Now we are only getting tokens in one pass of the patterns. The only problem remaining: the patterns are still running separately. This is where we part ways with regex and write the specific token searcher we need - something functionally equivalent to the engine compiled by the regex pattern [A-Za-z]|=|\d+|\^|\*|;.

State Machines

Regex matchers dynamically generate a state machine based on the given expression and then run that against the input text (1)(2). A state machine is a collection of states, each with a transition function (1). There is a special start state, and one or more finish states (3). You run the machine like this:

feed (input, position) into the transition function for the current state

the transition function may advance the current position of the input
the result of the transition function indicates the next state
if next state found and more input available, make next = current and continue from 1.
halt the machine
if current state is a finish state, the run was successful, otherwise it failed

There are different classes of machines, as well as formal definitions of state machines as part of computation theory, but generally the above features should be enough to implement a matcher (2)(3). Indeed, for this simple language, we only need a few states:

State	Description	Transition To	Emits	Finish State?
startState	beginning of a program, after a token is emitted	startState, integerState, errorState, nothing	symbol, eol, multiply, exponentiate, nothing	yes
errorState	when we need to halt but current state is a finish state	nothing	nothing	no
integerState	when we are at the start of an integer	startState, nothing	integer, nothing	no

…we could add states if we wanted, or get rid of integerState, but this is a good compromise to demonstrate various techniques used for larger languages.

// ITEM 1)
// input: program text, current position index
// output: next state function, updated position index

func startState(program, i)
...

func errorState(program, i)
...

func integerState(program, i)
...

currentState := startState
finishStates := [startStates]
tokens = []

// ITEM 4) + 5)
// run machine in a loop as long as there is input and a state
while currentState and i < len(program)

    // ITEM 3)
    // determine next state from result of current transition
    nextState, i := currentState(program, i)
    currentState = nextState

// ITEM 6)
// indicate failure if halted in non-finish state
if currentState not in finishStates:
    raise SyntaxError
else:
    // success!
    assert tokens

We can create a to-do list with most items already scratched off!

~~state functions take (input, position) as parameters~~

transition functions advance position
~~result of a transition determines the next state~~
~~run in a loop as long as there is a next state~~
~~machine halts if no more input or state~~
~~indicate failure if halted in non-finish state~~

The only thing left is to make the transitions work correctly, without regex help.
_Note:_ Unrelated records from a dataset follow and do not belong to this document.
//! Controller - typed command API and the serialized event loop.
//!
//! Flow:
//! 1. Split the connected channel into reader and writer
//! 2. Writer goes to the Dispatcher (commands out)
//! 3. Event loop reads one line at a time and routes it (results + events in)
//! 4. On EOF, protocol error or shutdown: fail outstanding commands, close the channel

use std::sync::Arc;
use std::time::Duration;

use futures::StreamExt;
use serde::de::DeserializeOwned;
use serde_json::{Value, json};
use tokio_util::codec::FramedRead;
use tokio_util::sync::CancellationToken;

use crate::channel::codec::LineCodec;
use crate::channel::protocol::{Event, EventKind, WindowHandle};
use crate::channel::transport::{ChannelReader, ChannelStream};
use crate::dispatcher::{CommandError, CommandReply, Dispatcher};
use crate::router::{EventRouter, SubscriberId};
use crate::types::{Rect, ScreenList, WindowDetails, WindowList};

struct Inner {
    dispatcher: Dispatcher,
    router: EventRouter,
    closed: CancellationToken,
}

/// Handle to a connected runtime. Cheap to clone.
#[derive(Clone)]
pub struct Controller {
    inner: Arc<Inner>,
}

impl Controller {
    /// Serve an already connected channel. Must be called within a tokio runtime.
    ///
    /// Cancelling `shutdown` stops the event loop as if the channel had closed.
    pub fn start(stream: ChannelStream, shutdown: CancellationToken) -> Self {
        let ChannelStream { reader, writer } = stream;

        let inner = Arc::new(Inner {
            dispatcher: Dispatcher::new(writer),
            router: EventRouter::new(),
            closed: CancellationToken::new(),
        });

        let reader = FramedRead::new(reader, LineCodec::new());
        tokio::spawn(run_event_loop(reader, Arc::clone(&inner), shutdown));

        Self { inner }
    }

    /// Resolves once the event loop has stopped and outstanding commands were failed.
    pub async fn closed(&self) {
        self.inner.closed.cancelled().await;
    }

    pub fn is_connected(&self) -> bool {
        !self.inner.closed.is_cancelled()
    }

    pub fn dispatcher(&self) -> &Dispatcher {
        &self.inner.dispatcher
    }

    pub fn router(&self) -> &EventRouter {
        &self.inner.router
    }

    // Commands

    pub async fn dispatch(&self, func: &str, args: Option<Value>) -> CommandReply {
        self.inner.dispatcher.dispatch(func, args).await
    }

    pub async fn dispatch_with_timeout(
        &self,
        func: &str,
        args: Option<Value>,
        timeout: Duration,
    ) -> CommandReply {
        self.inner
            .dispatcher
            .dispatch_with_timeout(func, args, timeout)
            .await
    }

    pub async fn screen_list(&self) -> Result<ScreenList, CommandError> {
        decode_result(self.dispatch("screen_list", None).await?)
    }

    pub async fn window_list(&self) -> Result<WindowList, CommandError> {
        decode_result(self.dispatch("window_list", None).await?)
    }

    pub async fn window_create(&self, details: &WindowDetails) -> Result<WindowHandle, CommandError> {
        let args = serde_json::to_value(details)
            .map_err(|e| CommandError::InvalidResult(format!("window details: {e}")))?;
        let handle = decode_result(self.dispatch("window_create", Some(args)).await?)?;
        tracing::info!(%handle, "Window created");
        Ok(handle)
    }

    pub async fn window_update_position(
        &self,
        handle: WindowHandle,
        position: Rect,
    ) -> Result<(), CommandError> {
        let args = json!({
            "handle": handle,
            "x": position.x,
            "y": position.y,
            "width": position.width,
            "height": position.height,
        });
        self.dispatch("window_update_position", Some(args)).await?;
        Ok(())
    }

    pub async fn window_post_message(
        &self,
        handle: WindowHandle,
        message: &str,
    ) -> Result<(), CommandError> {
        let args = json!({ "handle": handle, "message": message });
        self.dispatch("window_post_message", Some(args)).await?;
        Ok(())
    }

    pub async fn window_destroy(&self, handle: WindowHandle) -> Result<(), CommandError> {
        self.dispatch("window_destroy", Some(json!({ "handle": handle })))
            .await?;
        Ok(())
    }

    /// Ask the runtime to quit. It is expected, not enforced, to exit afterwards.
    pub async fn quit(&self) -> Result<(), CommandError> {
        self.dispatch("quit", None).await?;
        Ok(())
    }

    // Events

    pub fn on<F>(&self, kind: EventKind, callback: F) -> SubscriberId
    where
        F: Fn(&Event) + Send + Sync + 'static,
    {
        self.inner.router.on(kind, callback)
    }

    pub fn subscribe<F>(&self, kinds: &[EventKind], callback: F) -> SubscriberId
    where
        F: Fn(&Event) + Send + Sync + 'static,
    {
        self.inner.router.subscribe(kinds, callback)
    }

    pub fn off(&self, id: Option<SubscriberId>) {
        self.inner.router.off(id);
    }

    pub fn on_window_message<F>(&self, callback: F) -> SubscriberId
    where
        F: Fn(WindowHandle, &str) + Send + Sync + 'static,
    {
        self.on(EventKind::WindowMessage, move |event| {
            if let Event::WindowMessage { handle, message } = event {
                callback(*handle, message);
            }
        })
    }

    pub fn on_window_close_intent<F>(&self, callback: F) -> SubscriberId
    where
        F: Fn(WindowHandle) + Send + Sync + 'static,
    {
        self.on(EventKind::WindowCloseIntent, move |event| {
            if let Event::WindowCloseIntent { handle } = event {
                callback(*handle);
            }
        })
    }

    pub fn on_window_close<F>(&self, callback: F) -> SubscriberId
    where
        F: Fn(WindowHandle, bool) + Send + Sync + 'static,
    {
        self.on(EventKind::WindowClose, move |event| {
            if let Event::WindowClose {
                handle,
                is_last_window,
            } = event
            {
                callback(*handle, *is_last_window);
            }
        })
    }

    pub fn on_app_quit<F>(&self, callback: F) -> SubscriberId
    where
        F: Fn() + Send + Sync + 'static,
    {
        self.on(EventKind::AppQuit, move |_| callback())
    }
}

fn decode_result<T: DeserializeOwned>(value: Value) -> Result<T, CommandError> {
    serde_json::from_value(value).map_err(|e| CommandError::InvalidResult(e.to_string()))
}

/// Settles outstanding commands and fires `closed` if the event loop unwinds
/// or is aborted before reaching its normal teardown.
struct Teardown(Arc<Inner>);

impl Drop for Teardown {
    fn drop(&mut self) {
        if !self.0.closed.is_cancelled() {
            tracing::error!("Event loop stopped abnormally; closing connection");
            self.0.dispatcher.close();
            self.0.closed.cancel();
        }
    }
}

async fn run_event_loop(
    mut reader: FramedRead<ChannelReader, LineCodec>,
    inner: Arc<Inner>,
    shutdown: CancellationToken,
) {
    let _teardown = Teardown(Arc::clone(&inner));

    loop {
        tokio::select! {
            biased;

            _ = shutdown.cancelled() => {
                tracing::debug!("Channel shutdown requested");
                break;
            }

            msg = reader.next() => {
                match msg {
                    Some(Ok(message)) => {
                        inner.router.route(message, &inner.dispatcher);
                    }
                    Some(Err(e)) => {
                        tracing::error!(error = %e, "Channel protocol error; closing connection");
                        break;
                    }
                    None => {
                        tracing::warn!("Channel closed by runtime");
                        break;
                    }
                }
            }
        }
    }

    inner.dispatcher.close();
    inner.dispatcher.shutdown_writer().await;
    inner.closed.cancel();

    tracing::info!("Event loop exiting");
}
//! Event router - demultiplexes runtime messages.
//!
//! Command results go to the [`Dispatcher`]; events fan out to the subscribers
//! registered for their category. The subscriber list is snapshotted before
//! fan-out, so a callback may (un)subscribe from inside its own invocation.

use std::collections::HashMap;
use std::panic::{AssertUnwindSafe, catch_unwind};
use std::sync::atomic::{AtomicU64, Ordering};
use std::sync::{Arc, Mutex as StdMutex, MutexGuard};

use crate::channel::protocol::{CommandResult, Event, EventKind, Message};
use crate::dispatcher::Dispatcher;

pub type EventCallback = Arc<dyn Fn(&Event) + Send + Sync>;

/// Identity of a registered callback, shared across all categories it subscribed to.
#[derive(Debug, Clone, Copy, PartialEq, Eq, Hash)]
pub struct SubscriberId(u64);

impl std::fmt::Display for SubscriberId {
    fn fmt(&self, f: &mut std::fmt::Formatter<'_>) -> std::fmt::Result {
        write!(f, "sub-{}", self.0)
    }
}

type Subscribers = HashMap<EventKind, Vec<(SubscriberId, EventCallback)>>;

#[derive(Default)]
pub struct EventRouter {
    next_id: AtomicU64,
    subscribers: StdMutex<Subscribers>,
}

impl EventRouter {
    pub fn new() -> Self {
        Self::default()
    }

    fn lock(&self) -> MutexGuard<'_, Subscribers> {
        match self.subscribers.lock() {
            Ok(guard) => guard,
            Err(poisoned) => {
                tracing::error!("Subscriber registry mutex poisoned - recovering");
                poisoned.into_inner()
            }
        }
    }

    /// Register `callback` for a single event category.
    pub fn on<F>(&self, kind: EventKind, callback: F) -> SubscriberId
    where
        F: Fn(&Event) + Send + Sync + 'static,
    {
        self.subscribe(&[kind], callback)
    }

    /// Register one callback identity for several categories.
    pub fn subscribe<F>(&self, kinds: &[EventKind], callback: F) -> SubscriberId
    where
        F: Fn(&Event) + Send + Sync + 'static,
    {
        let id = SubscriberId(self.next_id.fetch_add(1, Ordering::Relaxed));
        let callback: EventCallback = Arc::new(callback);

        let mut subscribers = self.lock();
        for kind in kinds {
            let set = subscribers.entry(*kind).or_default();
            if !set.iter().any(|(existing, _)| *existing == id) {
                set.push((id, Arc::clone(&callback)));
            }
        }
        tracing::trace!(subscriber = %id, ?kinds, "Subscribed");
        id
    }

    /// Remove `id` from every category, or clear every category when `None`.
    pub fn off(&self, id: Option<SubscriberId>) {
        let mut subscribers = self.lock();
        match id {
            Some(id) => {
                for set in subscribers.values_mut() {
                    set.retain(|(existing, _)| *existing != id);
                }
                tracing::trace!(subscriber = %id, "Unsubscribed");
            }
            None => {
                subscribers.clear();
                tracing::trace!("Cleared all subscribers");
            }
        }
    }

    pub fn subscriber_count(&self, kind: EventKind) -> usize {
        self.lock().get(&kind).map(Vec::len).unwrap_or(0)
    }

    /// Process one inbound message. Returns once every subscriber has seen it.
    pub fn route(&self, message: Message, dispatcher: &Dispatcher) {
        match message {
            Message::Result(CommandResult::Succeeded { id, result }) => {
                dispatcher.resolve(&id, result);
            }
            Message::Result(CommandResult::Failed { id, reason }) => {
                if let Some(ref reason) = reason {
                    tracing::debug!(%id, %reason, "Runtime reported command failure");
                }
                dispatcher.reject(&id, reason);
            }
            Message::Event(event) => self.publish(&event),
            Message::Unknown { name, .. } => {
                tracing::trace!(%name, "Ignoring unknown runtime message");
            }
            Message::Command(command) => {
                tracing::warn!(id = %command.id, func = %command.func, "Runtime sent a command; ignoring");
            }
        }
    }

    /// Invoke every subscriber of the event's category.
    ///
    /// A panicking subscriber is logged and skipped; the rest still run.
    pub fn publish(&self, event: &Event) {
        let kind = event.kind();
        let snapshot: Vec<EventCallback> = self
            .lock()
            .get(&kind)
            .map(|set| set.iter().map(|(_, cb)| Arc::clone(cb)).collect())
            .unwrap_or_default();

        tracing::trace!(event = %kind, subscribers = snapshot.len(), "Publishing event");
        for callback in snapshot {
            if let Err(panic) = catch_unwind(AssertUnwindSafe(|| callback(event))) {
                tracing::error!(event = %kind, panic = panic_message(&*panic), "Event subscriber panicked");
            }
        }
    }
}

fn panic_message(panic: &(dyn std::any::Any + Send)) -> &str {
    if let Some(s) = panic.downcast_ref::<&str>() {
        s
    } else if let Some(s) = panic.downcast_ref::<String>() {
        s
    } else {
        "non-string panic payload"
    }
}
Most of the work can be done in startState (1):

func startState(program, i)
    if i == len(program):
        return None, i
    r := program[i]

    // ignore whitespace
    if r in '\n\t\ ':
        return startState, i + 1

    if r.isAlpha():
        tokens.append(
            Token{type=symbol, lexeme=r))
        return startState, i + 1
    ..
    ..
    if r == '='
        tokens.append(
            Token{type=equals, lexeme=r))
        return startState, i + 1

    if r.isDecimalDigit()
        return integerState, i

    return errorState, i

The state for parsing integers is a good example of delegating a more involved task to its own state (1):

func integerState(program, i)
    for j in i..len(program)
        if not program[j].isDecimalDigit()
            break
    if j > i:
        tokens.append(
            Token{type=integer, lexeme=program[i:j]))
        return startState, j
    else:
        return None, j

…note that the errorState is not used here, because if integerState fails and returns no state, a syntax error will be raised because integerState is not a finish state. This implies a syntax rule we didn’t explicitly mention: that a program can’t end with an integer. If that were not the rule, we could add integerState to the set of finish states.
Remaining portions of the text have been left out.